Unlocking the Tax Code with RAND's Tax Code Analysis Tool
Research SummaryPublished Mar 19, 2026
Research SummaryPublished Mar 19, 2026
The U.S. federal tax code raises trillions in revenue to fuel the government, but the text itself is a labyrinth of more than 1,900 sections that can obscure the effects of legislative changes. Even small "fixes" to the code can unwittingly cause a ripple effect that leads to unintended consequences. Special interests can also use this complexity to carve out provisions or create tax loopholes that few are likely to notice.
To disentangle the tax code and help policymakers better understand the effects of proposed tax changes, RAND researchers developed the RAND Tax Code Analysis Tool (CAT). Initial analyses run with CAT reveal the relative contributions to revenue from different types of taxpayers and show that adding complexity to the tax system can actually reduce total revenue.
This research brief describes the currently available CAT analyses and showcases details about the tax code that CAT can easily uncover to help policymakers balance competing goals when considering legislative changes. The brief also provides a glimpse into the capabilities of CAT that are possible with additional development.

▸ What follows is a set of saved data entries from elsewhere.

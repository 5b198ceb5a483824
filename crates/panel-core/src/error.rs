//! Error types for the normalization engine.
//!
//! Only irrecoverable input is an error here. Ambiguous structure falls back
//! to documented defaults and unparseable values become missing.

use thiserror::Error;

/// Irrecoverable normalization failures.
#[derive(Debug, Error)]
pub enum CoreError {
    /// No extract could be classified.
    #[error("no usable extracts")]
    NoUsableExtracts,

    /// Reconciliation left no entity in either panel.
    #[error("no entities left to merge after reconciliation")]
    NothingToMerge,

    /// None of the period labels of a sheet canonicalize to a month.
    #[error("no parseable date axis in {source_name}")]
    NoDateAxis { source_name: String },

    /// A required section row is absent.
    #[error("missing primary section '{label}'")]
    MissingPrimarySection { label: String },
}

/// Result type for engine operations.
pub type Result<T> = std::result::Result<T, CoreError>;
//! Extract discovery for raw data folders.
//!
//! Source and reporting period are taken from the file name:
//! `YYYY-MM.csv` is a national extract, `<regional prefix>YYYY-MM.csv` a
//! regional one. Anything else in the folder is ignored.

use std::path::{Path, PathBuf};
use std::sync::LazyLock;

use regex::Regex;

use panel_model::{CanonicalMonth, FileConfig, SourceKind};

use crate::error::{IngestError, Result};

/// Lists all CSV files in a directory.
///
/// Returns files sorted by filename.
pub fn list_csv_files(dir: &Path) -> Result<Vec<PathBuf>> {
    if !dir.is_dir() {
        return Err(IngestError::DirectoryNotFound {
            path: dir.to_path_buf(),
        });
    }

    let mut files = Vec::new();

    let entries = std::fs::read_dir(dir).map_err(|e| IngestError::DirectoryRead {
        path: dir.to_path_buf(),
        source: e,
    })?;

    for entry_result in entries {
        let entry = entry_result.map_err(|e| IngestError::DirectoryRead {
            path: dir.to_path_buf(),
            source: e,
        })?;

        let path = entry.path();
        if !path.is_file() {
            continue;
        }

        let is_csv = path
            .extension()
            .and_then(|ext| ext.to_str())
            .is_some_and(|ext| ext.eq_ignore_ascii_case("csv"));

        if is_csv {
            files.push(path);
        }
    }

    files.sort_by(|a, b| a.file_name().cmp(&b.file_name()));

    Ok(files)
}

/// A CSV file identified as an extract.
#[derive(Debug, Clone, PartialEq, Eq)]
pub struct ExtractFile {
    pub path: PathBuf,
    pub source: SourceKind,
    pub period: CanonicalMonth,
}

/// National extract names: `YYYY-MM.csv`.
static NATIONAL_NAME: LazyLock<Regex> = LazyLock::new(|| {
    Regex::new(r"^(\d{4})-(\d{1,2})\.(?i:csv)$").expect("Invalid national file name regex")
});

/// Classifies extract file names.
#[derive(Debug, Clone)]
pub struct FileClassifier {
    regional: Regex,
}

impl FileClassifier {
    pub fn new(files: &FileConfig) -> Result<Self> {
        let pattern = format!(
            r"^{}(\d{{4}})-(\d{{1,2}})\.(?i:csv)$",
            regex::escape(&files.regional_prefix)
        );
        let regional = Regex::new(&pattern)
            .map_err(|source| IngestError::InvalidPattern { pattern, source })?;
        Ok(Self { regional })
    }

    /// Source and period of a file name, `None` when it is not an extract.
    pub fn classify(&self, file_name: &str) -> Option<(SourceKind, CanonicalMonth)> {
        let (source, captures) = if let Some(c) = self.regional.captures(file_name) {
            (SourceKind::Regional, c)
        } else {
            (SourceKind::National, NATIONAL_NAME.captures(file_name)?)
        };
        let year = captures.get(1)?.as_str().parse().ok()?;
        let month = captures.get(2)?.as_str().parse().ok()?;
        let period = CanonicalMonth::new(year, month).ok()?;
        Some((source, period))
    }
}

/// Result of scanning a raw data folder.
#[derive(Debug, Clone, Default)]
pub struct DiscoveredExtracts {
    /// Extract files ordered by (period, source).
    pub files: Vec<ExtractFile>,
    /// CSV files whose names did not identify an extract.
    pub ignored: Vec<PathBuf>,
}

impl DiscoveredExtracts {
    pub fn count(&self, source: SourceKind) -> usize {
        self.files.iter().filter(|f| f.source == source).count()
    }
}

/// Finds national and regional extracts in `dir`.
pub fn discover_extracts(dir: &Path, files: &FileConfig) -> Result<DiscoveredExtracts> {
    let classifier = FileClassifier::new(files)?;
    let mut discovered = DiscoveredExtracts::default();

    for path in list_csv_files(dir)? {
        let name = path
            .file_name()
            .and_then(|n| n.to_str())
            .unwrap_or_default();
        match classifier.classify(name) {
            Some((source, period)) => discovered.files.push(ExtractFile {
                path,
                source,
                period,
            }),
            None => {
                tracing::debug!(path = %path.display(), "Ignoring non-extract CSV file");
                discovered.ignored.push(path);
            }
        }
    }

    discovered
        .files
        .sort_by(|a, b| (a.period, a.source).cmp(&(b.period, b.source)));

    tracing::info!(
        national = discovered.count(SourceKind::National),
        regional = discovered.count(SourceKind::Regional),
        ignored = discovered.ignored.len(),
        "Discovered extracts"
    );

    Ok(discovered)
}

Part of the RAND von Furstenberg Family Budget Model Initiative, CAT uses an innovative model powered by a graph database of the tax code, which researchers built using natural language processing, network analysis, and other techniques. This graph database provides a mathematical representation of the tax code that quantifies its complexity, finds connections within it, and creates a structure that permits granular examination of tax code sections. CAT allows researchers to store information about large amounts of complex data in a flexible format, enabling them to probe subgraphs to explore data hierarchies and find interconnections quickly and without a lot of computing power (Figure 1).
Researchers produced a graph database of the tax system, in a zoomed-out view, it looks like a giant hairball. But up close, the graph displays the connections (arrows) between nodes (circles). In this simplified example, one tax form contains two form lines that a taxpayer would fill out, and three sections of the tax code refer to those form lines (one section refers to both lines). Nodes can also represent many things, such as entities (e.g., taxpayers, industries) and concepts (e.g., keywords, regulations, types of deductions).
Individual and corporate taxpayers generally interact with the tax system by filling out Internal Revenue Service (IRS) forms that collect the information required to calculate the tax owed. The IRS releases aggregated data on the number of filers who fill out each line of those forms, as well as the total value (in dollars) for each line. By linking these data to the graph database, CAT generated graphs for all connections for both individual and corporate taxes.
The graphs allow policymakers to trace tax incentive programs from an IRS form to the relevant statute, along with all the other sections of a code or regulation that relate to the program, providing powerful information about the implications of proposed changes to the tax code.
The graph in Figure 2 shows all the connections among tax code sections (purple circles), regulations (blue circles), forms (red circles), and form lines (yellow circles) that may affect individual taxpayers. The clusters within this graph show that some forms involve many more regulations and form lines than others.
SOURCE: Analysis of U.S. Code, Title 26.
RAND researchers then connected this information to the aggregated IRS data to produce a proportional map of how money flows through the income tax system. Figure 3 shows the tax system for individuals. The green section represents income. Different types of potentially taxable income enter the graph from the left, yielding the total income among individual taxpayers (almost $15 trillion). Adjustments such as contributions to health savings accounts or alimony payments flow off to the bottom, yielding the adjusted gross income. Standard and itemized deductions flow off to the top (gray), whereas other adjustments, such as tax credits, flow off to the right (yellow), leaving the total amount of taxes generated in blue (about $2 trillion).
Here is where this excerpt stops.